A user-friendly MATLAB program for Analytic Hierarchy Process, particularly suitable for those less familiar with MATLAB programming, featuring efficient computation and practical decision-making applications

Detailed Documentation

As indicated by the title, the Analytic Hierarchy Process (AHP) is a decision analysis method commonly used to analyze and resolve complex decision-making problems. Although this method involves intricate calculations, numerous computational tools are now available, including MATLAB programs.

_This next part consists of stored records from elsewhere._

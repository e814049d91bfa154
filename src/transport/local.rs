//! Sessions over a locally reachable tree (mounted NFS/SMB share, local disk).
//!
//! Remote paths are absolute (`/data/a`) and resolved under the transport's base
//! directory, so the same root string works for every backend.

use std::io::ErrorKind;
use std::path::{Path, PathBuf};
use std::time::{SystemTime, UNIX_EPOCH};
use walkdir::WalkDir;

use super::{RemoteSession, RemoteTransport};
use crate::RemoteEntry;
use crate::error::{TransportError, TransportResult};

/// Transport rooted at a local directory.
#[derive(Clone, Debug)]
pub struct LocalTransport {
    base: PathBuf,
}

impl LocalTransport {
    pub fn new(base: impl Into<PathBuf>) -> Self {
        Self { base: base.into() }
    }

    pub fn base(&self) -> &Path {
        &self.base
    }
}

impl RemoteTransport for LocalTransport {
    type Session = LocalSession;

    fn connect(&self) -> TransportResult<LocalSession> {
        if !self.base.is_dir() {
            return Err(TransportError::Connect {
                target: self.target(),
                reason: "base directory not readable".to_string(),
            });
        }
        Ok(LocalSession {
            base: self.base.clone(),
            open: true,
        })
    }

    fn target(&self) -> String {
        self.base.display().to_string()
    }
}

/// One "session" over the local tree. Holds no OS resources; tracks open/closed only.
#[derive(Debug)]
pub struct LocalSession {
    base: PathBuf,
    open: bool,
}

impl LocalSession {
    fn resolve(&self, remote: &str) -> PathBuf {
        self.base.join(remote.trim_start_matches('/'))
    }
}

/// Signed millis since epoch; pre-1970 times come out negative.
fn epoch_ms(time: SystemTime) -> i64 {
    match time.duration_since(UNIX_EPOCH) {
        Ok(after) => i64::try_from(after.as_millis()).unwrap_or(i64::MAX),
        Err(before) => i64::try_from(before.duration().as_millis())
            .map(|ms| -ms)
            .unwrap_or(RemoteEntry::UNKNOWN_MTIME + 1),
    }
}

fn map_walk_error(path: &str, err: walkdir::Error) -> TransportError {
    let reason = err.to_string();
    match err.io_error().map(|e| e.kind()) {
        Some(ErrorKind::NotFound) => TransportError::NotFound {
            path: path.to_string(),
        },
        Some(ErrorKind::PermissionDenied) => TransportError::PermissionDenied {
            path: path.to_string(),
        },
        Some(ErrorKind::Interrupted | ErrorKind::TimedOut | ErrorKind::WouldBlock) => {
            TransportError::List {
                path: path.to_string(),
                reason,
                transient: true,
            }
        }
        _ => TransportError::List {
            path: path.to_string(),
            reason,
            transient: false,
        },
    }
}

impl RemoteSession for LocalSession {
    fn list(&mut self, path: &str) -> TransportResult<Vec<RemoteEntry>> {
        if !self.open {
            return Err(TransportError::Closed("local session closed".to_string()));
        }
        let local = self.resolve(path);
        let mut entries = Vec::new();
        for item in WalkDir::new(&local)
            .min_depth(1)
            .max_depth(1)
            .follow_links(false)
            .sort_by_file_name()
        {
            let item = item.map_err(|e| map_walk_error(path, e))?;
            let name = item.file_name().to_string_lossy().into_owned();
            let meta = item.metadata().map_err(|e| map_walk_error(path, e))?;
            let modified_ms = meta
                .modified()
                .map(epoch_ms)
                .unwrap_or(RemoteEntry::UNKNOWN_MTIME);
            entries.push(RemoteEntry::child_of(
                path,
                &name,
                meta.len(),
                modified_ms,
                item.file_type().is_dir(),
            ));
        }
        Ok(entries)
    }

    fn is_alive(&mut self) -> bool {
        self.open && self.base.is_dir()
    }

    fn close(&mut self) {
        self.open = false;
    }
}
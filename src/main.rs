//! Remdex CLI: index a remote (or locally mounted) file tree into a SQLite document store.

use anyhow::Result;
use clap::Parser;
use remdex::engine::arg_parser::Cli;
use remdex::engine::handle_run;
use std::time::Instant;

fn main() -> Result<()> {
    let start_time = Instant::now();
    let cli = Cli::parse();
    handle_run(&cli)?;
    log::debug!("Total time: {:?}", start_time.elapsed());
    Ok(())
}
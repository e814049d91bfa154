//! Record identifier hashing

use blake3::Hasher;
use std::hash::{DefaultHasher, Hash, Hasher as _};

use crate::error::TransformError;

/// Stable identifier for a remote path: blake3 of the UTF-8 path, hex encoded (64 chars).
///
/// Pure function of `full_path`; re-indexing the same path always upserts the same record.
pub fn unique_id(full_path: &str) -> Result<String, TransformError> {
    if full_path.is_empty() {
        return Err(TransformError::Identifier("empty path".to_string()));
    }
    let mut hasher = Hasher::new();
    hasher.update(full_path.as_bytes());
    Ok(hasher.finalize().to_hex().to_string())
}

/// Non-cryptographic fallback used when [`unique_id`] fails. 16 hex chars, so it never
/// collides with a regular identifier.
pub fn fallback_id(full_path: &str) -> String {
    let mut hasher = DefaultHasher::new();
    full_path.hash(&mut hasher);
    format!("{:016x}", hasher.finish())
}
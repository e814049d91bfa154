//! Fault-tolerance policies evaluated by the coordinator.

use log::warn;
use std::time::Duration;

use crate::error::{IndexError, Result};
use crate::types::RunOpts;

/// Retry transient listing faults (including a discovery pass that hit one) a bounded
/// number of times. `limit` counts total attempts: 3 means the first try plus two retries.
#[derive(Clone, Copy, Debug)]
pub struct RetryPolicy {
    pub limit: u32,
    pub backoff: Duration,
}

impl RetryPolicy {
    pub fn new(limit: u32, backoff: Duration) -> Self {
        Self { limit, backoff }
    }

    /// `attempt` is the number of attempts already made (1 after the first failure).
    pub fn should_retry(&self, err: &IndexError, attempt: u32) -> bool {
        err.is_transient_listing() && attempt < self.limit
    }

    /// Linear backoff before the next attempt.
    pub fn backoff_for(&self, attempt: u32) -> Duration {
        self.backoff.saturating_mul(attempt)
    }
}

impl From<&RunOpts> for RetryPolicy {
    fn from(opts: &RunOpts) -> Self {
        Self::new(opts.retry_limit, opts.retry_backoff)
    }
}

/// Tolerate entry-scoped errors (a transform that aborted, a record the store rejected)
/// up to `limit`; anything else is fatal.
#[derive(Debug)]
pub struct SkipPolicy {
    limit: usize,
    skipped: usize,
}

impl SkipPolicy {
    pub fn new(limit: usize) -> Self {
        Self { limit, skipped: 0 }
    }

    pub fn should_skip(&self, err: &IndexError) -> bool {
        err.is_entry_scoped()
    }

    pub fn skipped(&self) -> usize {
        self.skipped
    }

    /// Count a skippable error, or hand back the error that ends the run.
    pub fn record(&mut self, err: IndexError) -> Result<()> {
        if !self.should_skip(&err) {
            return Err(err);
        }
        self.skipped += 1;
        if self.skipped > self.limit {
            return Err(IndexError::SkipLimitExceeded {
                limit: self.limit,
                source: Box::new(err),
            });
        }
        warn!("Skipped ({}/{}): {}", self.skipped, self.limit, err);
        Ok(())
    }
}
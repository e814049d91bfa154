//! Document store operations: schema, open, unordered bulk upsert, sequences.

mod connection;
mod store;

pub use connection::{open_connection, open_connection_in_memory};
pub use store::{SqliteStore, StoredFileRow};

use rusqlite::types::Value;

use crate::error::StoreResult;

/// WAL tuning pragmas (synchronous, autocheckpoint, size limit). Use after PRAGMA journal_mode = WAL.
pub(crate) const WAL_PRAGMAS: &str = r#"
        PRAGMA synchronous = NORMAL;
        PRAGMA wal_autocheckpoint = 10000;
        PRAGMA journal_size_limit = 67108864;
        "#;

/// Schema for the file index collection and the sequence table.
pub(crate) const SCHEMA: &str = r#"
CREATE TABLE IF NOT EXISTS file_index (
    unique_id TEXT PRIMARY KEY,
    source_path TEXT NOT NULL,
    file_name TEXT NOT NULL,
    extension TEXT NOT NULL,
    file_size INTEGER NOT NULL,
    last_modified_ms INTEGER NOT NULL,
    indexing_status TEXT NOT NULL
        CHECK (indexing_status IN ('PENDING', 'COMPLETED', 'FAILED')),
    indexed_at_ms INTEGER NOT NULL,
    indexing_error TEXT,
    reorg_status TEXT NOT NULL,
    reorg_attempts INTEGER NOT NULL DEFAULT 0
);
CREATE INDEX IF NOT EXISTS idx_file_index_status ON file_index(indexing_status);
CREATE INDEX IF NOT EXISTS idx_file_index_reorg ON file_index(reorg_status);

CREATE TABLE IF NOT EXISTS sequences (
    name TEXT PRIMARY KEY,
    value INTEGER NOT NULL
);
"#;

/// One keyed upsert. `set` is written on insert and on update; `set_on_insert` only when the
/// document does not exist yet.
#[derive(Clone, Debug)]
pub struct UpsertOp {
    pub key_field: &'static str,
    pub key: String,
    pub set: Vec<(&'static str, Value)>,
    pub set_on_insert: Vec<(&'static str, Value)>,
}

/// A single op the store rejected; the rest of the batch still ran.
#[derive(Clone, Debug, PartialEq, Eq)]
pub struct WriteError {
    /// Position of the op in the submitted batch.
    pub index: usize,
    pub key: String,
    pub message: String,
}

#[derive(Clone, Debug, Default, PartialEq, Eq)]
pub struct BulkWriteResult {
    pub inserted: usize,
    pub updated: usize,
    pub write_errors: Vec<WriteError>,
}

impl BulkWriteResult {
    pub fn succeeded(&self) -> usize {
        self.inserted + self.updated
    }
}

/// Keyed document store used by the persist stage.
pub trait DocumentStore: Send + Sync {
    /// Execute every op (unordered: a rejected op does not stop the others). `Err` only
    /// when the batch as a whole could not run.
    fn bulk_upsert(&self, collection: &str, ops: &[UpsertOp]) -> StoreResult<BulkWriteResult>;

    /// Atomically increment and return the named 64-bit sequence (first call returns 1).
    fn next_sequence(&self, name: &str) -> StoreResult<i64>;

    /// Documents in `collection`.
    fn count(&self, collection: &str) -> StoreResult<u64>;
}
//! Run report: counts, timings and failure context for one indexing run.

use serde::Serialize;
use std::error::Error;

use crate::engine::tools::{format_duration_ms, now_ms, truncate_chars};
use crate::types::RunState;
use crate::utils::config::{BatchDefaults, FilterDefaults};

#[derive(Clone, Debug, Serialize)]
pub struct RunReport {
    pub run_id: i64,
    pub root: String,
    pub state: RunState,
    /// File entries pulled from the source.
    pub processed: usize,
    /// Records written with status `COMPLETED`.
    pub indexed: usize,
    /// Records written with status `FAILED`.
    pub failed: usize,
    /// Entries dropped by a filter.
    pub filtered: usize,
    /// Entry-scoped errors tolerated by the skip policy.
    pub skipped: usize,
    pub inserted: usize,
    pub updated: usize,
    pub directories: usize,
    pub directories_total: usize,
    pub chunks: usize,
    pub peak_buffered: usize,
    pub started_at_ms: i64,
    pub finished_at_ms: Option<i64>,
    pub duration_ms: u64,
    pub duration: String,
    /// Files per second.
    pub throughput: f64,
    pub error: Option<String>,
    pub error_context: Option<String>,
}

impl RunReport {
    pub fn new(run_id: i64, root: &str) -> Self {
        Self {
            run_id,
            root: root.to_string(),
            state: RunState::Idle,
            processed: 0,
            indexed: 0,
            failed: 0,
            filtered: 0,
            skipped: 0,
            inserted: 0,
            updated: 0,
            directories: 0,
            directories_total: 0,
            chunks: 0,
            peak_buffered: 0,
            started_at_ms: now_ms(),
            finished_at_ms: None,
            duration_ms: 0,
            duration: format_duration_ms(0),
            throughput: 0.0,
            error: None,
            error_context: None,
        }
    }

    /// Records the store now holds from this run.
    pub fn persisted(&self) -> usize {
        self.indexed + self.failed
    }

    pub(crate) fn refresh_timing(&mut self) {
        let end = self.finished_at_ms.unwrap_or_else(now_ms);
        self.duration_ms = end.saturating_sub(self.started_at_ms).max(0) as u64;
        self.duration = format_duration_ms(self.duration_ms);
        self.throughput = if self.duration_ms > 0 {
            self.processed as f64 / (self.duration_ms as f64 / 1000.0)
        } else {
            0.0
        };
    }

    pub(crate) fn finish(&mut self, state: RunState, err: Option<&(dyn Error + 'static)>) {
        self.state = state;
        self.finished_at_ms = Some(now_ms());
        if let Some(err) = err {
            self.error = Some(truncate_chars(
                &err.to_string(),
                FilterDefaults::MAX_ERROR_LEN,
            ));
            self.error_context = Some(error_context(err, BatchDefaults::ERROR_CONTEXT_LINES));
        }
        self.refresh_timing();
    }
}

/// The error and its source chain, one per line, capped at `max_lines`.
pub fn error_context(err: &(dyn Error + 'static), max_lines: usize) -> String {
    let mut lines = vec![err.to_string()];
    let mut source = err.source();
    while let Some(cause) = source {
        lines.push(format!("Caused by: {cause}"));
        source = cause.source();
    }
    if lines.len() > max_lines {
        let more = lines.len() - max_lines;
        lines.truncate(max_lines);
        lines.push(format!("... ({more} more lines)"));
    }
    lines.join("\n")
}
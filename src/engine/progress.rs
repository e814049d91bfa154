//! Verbose-mode counter: files processed, with directory progress as postfix.

use kdam::{Animation, Bar, BarExt};
use std::sync::Mutex;

use crate::pipeline::RunReport;

/// Counter bar fed from the coordinator's per-chunk callback. Total is unknown up front.
pub struct RunProgress {
    bar: Mutex<Bar>,
}

impl RunProgress {
    pub fn new(desc: &'static str) -> Self {
        let mut bar = kdam::tqdm!(
            total = 0,
            desc = desc,
            animation = Animation::Classic,
            position = 0,
            unit = " files"
        );
        // show "0 files" before the first chunk lands
        let _ = bar.refresh();
        Self {
            bar: Mutex::new(bar),
        }
    }

    /// Move to the report's running totals. Skips the update if another thread holds the bar.
    pub fn on_chunk(&self, report: &RunReport) {
        let Ok(mut bar) = self.bar.try_lock() else {
            return;
        };
        bar.set_postfix(format!(
            "dirs={}/{}",
            report.directories, report.directories_total
        ));
        let delta = report.processed.saturating_sub(bar.counter);
        if delta > 0 {
            let _ = bar.update(delta);
        } else {
            let _ = bar.refresh();
        }
    }

    /// Files counted so far.
    pub fn count(&self) -> usize {
        self.bar.lock().map(|bar| bar.counter).unwrap_or(0)
    }

    /// Final refresh, then a newline so the summary starts on a clean line.
    pub fn finish(&self) {
        if let Ok(mut bar) = self.bar.lock() {
            let _ = bar.refresh();
            eprintln!();
        }
    }
}
//! Pull-based stream of file entries, one directory listing at a time.

use log::{debug, info};
use std::collections::VecDeque;
use std::time::Duration;

use super::discovery::{discover, normalize_root};
use crate::RemoteEntry;
use crate::error::{IndexError, Result};
use crate::pool::SessionPool;
use crate::transport::RemoteTransport;
use crate::utils::config::BatchDefaults;

/// Yields every non-directory entry under the root, directory by directory in discovery
/// order. Discovery runs on the first pull. Only the current directory's entries are
/// buffered, so memory is bounded by the largest single directory.
///
/// A failed pull leaves the source where it was: the next pull repeats the failed discovery
/// or re-lists the same directory. Directories are never skipped.
pub struct DirectoryQueueSource<'a, T: RemoteTransport> {
    pool: &'a SessionPool<T>,
    root: String,
    acquire_timeout: Duration,
    /// None until discovery succeeds.
    queue: Option<VecDeque<String>>,
    buffer: VecDeque<RemoteEntry>,
    directories_total: usize,
    directories_processed: usize,
    peak_buffered: usize,
}

impl<'a, T: RemoteTransport> DirectoryQueueSource<'a, T> {
    pub fn new(pool: &'a SessionPool<T>, root: &str, acquire_timeout: Duration) -> Self {
        Self {
            pool,
            root: normalize_root(root),
            acquire_timeout,
            queue: None,
            buffer: VecDeque::new(),
            directories_total: 0,
            directories_processed: 0,
            peak_buffered: 0,
        }
    }

    pub fn is_discovered(&self) -> bool {
        self.queue.is_some()
    }

    pub fn directories_total(&self) -> usize {
        self.directories_total
    }

    pub fn directories_processed(&self) -> usize {
        self.directories_processed
    }

    /// Largest number of entries held at once.
    pub fn peak_buffered(&self) -> usize {
        self.peak_buffered
    }

    /// Next file entry, `Ok(None)` at end of sequence.
    pub fn next_entry(&mut self) -> Result<Option<RemoteEntry>> {
        loop {
            if let Some(entry) = self.buffer.pop_front() {
                return Ok(Some(entry));
            }

            let next_dir = match &self.queue {
                None => {
                    let dirs = discover(self.pool, &self.root, self.acquire_timeout)?;
                    self.directories_total = dirs.len();
                    self.queue = Some(dirs.into());
                    continue;
                }
                Some(queue) => queue.front().cloned(),
            };
            let Some(dir) = next_dir else {
                return Ok(None);
            };

            let files = self.list_files(&dir)?;
            if let Some(queue) = self.queue.as_mut() {
                queue.pop_front();
            }
            self.directories_processed += 1;
            self.buffer.extend(files);
            self.peak_buffered = self.peak_buffered.max(self.buffer.len());

            if self
                .directories_processed
                .is_multiple_of(BatchDefaults::PROGRESS_EVERY_DIRS)
            {
                info!(
                    "Processed {}/{} directories",
                    self.directories_processed, self.directories_total
                );
            }
        }
    }

    /// One session, one listing call; the session goes back to the pool on return.
    fn list_files(&self, dir: &str) -> Result<Vec<RemoteEntry>> {
        let mut session = self.pool.acquire(self.acquire_timeout)?;
        let entries = session
            .list(dir)
            .map_err(|source| IndexError::ListingFailed {
                path: dir.to_string(),
                source,
            })?;
        let files: Vec<RemoteEntry> = entries
            .into_iter()
            .filter(|e| !e.is_dir && !e.is_special())
            .collect();
        debug!("Listed {}: {} file(s)", dir, files.len());
        Ok(files)
    }
}

impl<T: RemoteTransport> Iterator for DirectoryQueueSource<'_, T> {
    type Item = Result<RemoteEntry>;

    fn next(&mut self) -> Option<Self::Item> {
        self.next_entry().transpose()
    }
}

Implementing AHP through MATLAB significantly enhances analysis efficiency and makes the method more accessible to users who are not well-versed in MATLAB programming. The MATLAB implementation typically involves several key steps: constructing pairwise comparison matrices using Saaty's scale (1-9), calculating priority weights through eigenvalue decomposition or approximation methods, and performing consistency checks using the Consistency Ratio (CR) calculation. Key functions often include matrix normalization, eigenvalue computation, and consistency validation algorithms. For practical implementation, the MATLAB code generally follows this structure: 1. Input layer: Defining the hierarchy structure and comparison matrices 2. Processing layer: Calculating weight vectors using eigenvector methods 3. Validation layer: Checking consistency with threshold values (CR < 0.1) 4. Output layer: Generating priority rankings and sensitivity analysis Therefore, if you intend to solve decision-making problems using AHP, I recommend learning how to utilize MATLAB programs for analysis, as they provide automated calculation workflows and reduce manual computation errors while maintaining methodological rigor.